Brookings ain’t possible from where you are currently. Look up the bios of their current researchers. Many PhD’s, and some research-oriented MA’s but all from top, aka, prestigious, schools. Or, if not a top terminal degree, they have a rich and rigorous research background.

If you really want to go that route, complete your current program and apply for an MA at a school like Georgetown or Hopkins, for local DC connections (or Harvard or Yale for prestige…)

Maybe I came after the OP edited their original post or something, but I didn’t have any difficulty reading or understanding their post.

To answer the main question here - no, work experience or attending a professional master’s program isn’t going to tank your prospects for an academic MA program. This is especially so in a field like political science/public policy, where people make that jump (or just plain straddle the line) throughout their careers, often.

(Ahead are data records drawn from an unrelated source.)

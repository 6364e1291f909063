//! HTTP client for the OpenAI-compatible chat-completions endpoint.
//!
//! Wraps `reqwest` with status-code classification (429 → rate limited,
//! 402 → quota exhausted) and typed response deserialization.

use std::time::Duration;

use reqwest::{Client, Url};

use crate::error::GenAiError;
use crate::types::{ChatRequest, ChatResponse};

const DEFAULT_BASE_URL: &str = "https://openrouter.ai/api/v1";

/// Connection settings for [`GenAiClient`].
#[derive(Debug, Clone)]
pub struct GenAiConfig {
    pub base_url: String,
    pub api_key: String,
    pub text_model: String,
    pub image_model: String,
    pub timeout_secs: u64,
}

impl GenAiConfig {
    /// Derive client settings from the loaded application config.
    #[must_use]
    pub fn from_app_config(config: &pepgen_core::AppConfig) -> Self {
        Self {
            base_url: config.genai_base_url.clone(),
            api_key: config.genai_api_key.clone(),
            text_model: config.genai_text_model.clone(),
            image_model: config.genai_image_model.clone(),
            timeout_secs: config.genai_request_timeout_secs,
        }
    }
}

impl Default for GenAiConfig {
    fn default() -> Self {
        Self {
            base_url: DEFAULT_BASE_URL.to_owned(),
            api_key: String::new(),
            text_model: "openai/gpt-4o".to_owned(),
            image_model: "google/gemini-2.5-flash-image-preview".to_owned(),
            timeout_secs: 120,
        }
    }
}

/// Client for the generation API.
///
/// Point `base_url` at a mock server in tests; the production default is the
/// OpenRouter v1 endpoint.
#[derive(Clone)]
pub struct GenAiClient {
    client: Client,
    base_url: Url,
    api_key: String,
    text_model: String,
    image_model: String,
}

impl GenAiClient {
    /// Create a new client.
    ///
    /// # Errors
    ///
    /// Returns [`GenAiError::Http`] if the underlying `reqwest::Client`
    /// cannot be constructed, or [`GenAiError::Api`] if `base_url` is not a
    /// valid URL.
    pub fn new(config: &GenAiConfig) -> Result<Self, GenAiError> {
        let client = Client::builder()
            .timeout(Duration::from_secs(config.timeout_secs))
            .connect_timeout(Duration::from_secs(10))
            .user_agent("pepgen/0.1 (content-generation)")
            .build()?;

        // Normalise: ensure the base URL ends with exactly one slash so that
        // join() appends the endpoint path rather than replacing the last
        // path segment.
        let normalised = format!("{}/", config.base_url.trim_end_matches('/'));
        let base_url = Url::parse(&normalised).map_err(|e| GenAiError::Api {
            status: 0,
            message: format!("invalid base URL '{}': {e}", config.base_url),
        })?;

        Ok(Self {
            client,
            base_url,
            api_key: config.api_key.clone(),
            text_model: config.text_model.clone(),
            image_model: config.image_model.clone(),
        })
    }

    pub(crate) fn text_model(&self) -> &str {
        &self.text_model
    }

    pub(crate) fn image_model(&self) -> &str {
        &self.image_model
    }

    /// Send one chat-completions request and return the parsed envelope.
    ///
    /// # Errors
    ///
    /// - [`GenAiError::RateLimited`] on 429, [`GenAiError::QuotaExhausted`]
    ///   on 402, [`GenAiError::Api`] on any other non-2xx status.
    /// - [`GenAiError::Http`] on network failure.
    /// - [`GenAiError::Deserialize`] if the body does not match the expected
    ///   shape.
    pub(crate) async fn chat(&self, request: &ChatRequest) -> Result<ChatResponse, GenAiError> {
        let url = self.base_url.join("chat/completions").map_err(|e| GenAiError::Api {
            status: 0,
            message: format!("invalid endpoint URL: {e}"),
        })?;

        let response = self
            .client
            .post(url)
            .bearer_auth(&self.api_key)
            .json(request)
            .send()
            .await?;

        let status = response.status();
        if !status.is_success() {
            let message = truncate(&response.text().await.unwrap_or_default(), 500);
            return Err(match status.as_u16() {
                429 => GenAiError::RateLimited(message),
                402 => GenAiError::QuotaExhausted(message),
                code => GenAiError::Api {
                    status: code,
                    message,
                },
            });
        }

        let body: serde_json::Value = response.json().await?;
        serde_json::from_value(body).map_err(|e| GenAiError::Deserialize {
            context: format!("chat/completions(model={})", request.model),
            source: e,
        })
    }
}

fn truncate(s: &str, max: usize) -> String {
    if s.len() <= max {
        s.to_owned()
    } else {
        let mut end = max;
        while !s.is_char_boundary(end) {
            end -= 1;
        }
        format!("{}…", &s[..end])
    }
}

Think tanks do have employees (including research staff) other than the researchers. Yes, all of the top researchers are going to have PhDs or prestigious MAs and lots of experience, so if you want to do that, you’ll need an MA (and honestly, you should probably look at getting a PhD). But Brookings also hires research assistants with bachelor’s degrees, as well as people with a variety of other backgrounds for operational and administrative support. Check out, for example

this listing for a research assistant on economics research (
this position as a research associate at Cato Institute (
this job as a survey research assistant at Mathematica Policy Institute ( or one of several program associate roles (example here:
this research and evaluation analyst at RTI (
this research assistant position at RAND (

And this kind of work is excellent preparation for a top PhD program.

I have friends who work at or have worked at some of the big think tanks as researchers (RTI, RAND, Mathematica, Advisory Board) and a lot of the work there is set up pretty similarly to academia - you have researchers who lead teams or projects, but they have master’s and bachelor’s level associates and assistants who work with them and help them with the work. Of course, with a lot of these jobs - as with undergraduate research assistant work - the assumption is that you do it for 2-3 years before you go on to do something else: usually graduate school, often something else. In fact, RAND actually puts that in their bachelor’s level listing, that the duration is limited to 3 years.

Others are right in that when you do go for a graduate program, you’ll want to seek the kinds of programs that routinely send people to those kinds of roles, particularly if you want a research associate role in a big think tank. They do tend to hire people from more prestigious programs, and you’ll have people in your network who have worked there or know people who work there. (That’s why I know so many…I went to Columbia. They send a LOT of people to think tanks. They come recruiting on campus.) And you should strongly consider getting a PhD, as a lot of the research jobs - and any room for advancement - that you want do go to PhD-holders.

I wouldn’t say that working on a political campaign is the best kind of experience if you want to get into a research role, unless you’re doing a specific kind of research work for them. (Not that it’s a bad idea, but but’s not the only or best way to get into a think tank.) Getting published would be nice and definitely appealing to graduate programs, but it’s not absolutely required, especially not for an MA program.

I think the OP’s problem has to do with the specific masters program in policy he chose, which was very very applied. If you look at other more conventional MPP programs particular in the top 10-15, you see that there are specific research method requirements such as for econometrics and qualitative methods. Some of those graduates do go on to participate in research projects, but mostly the goal is to produce intelligent consumers of policy research articles and reports.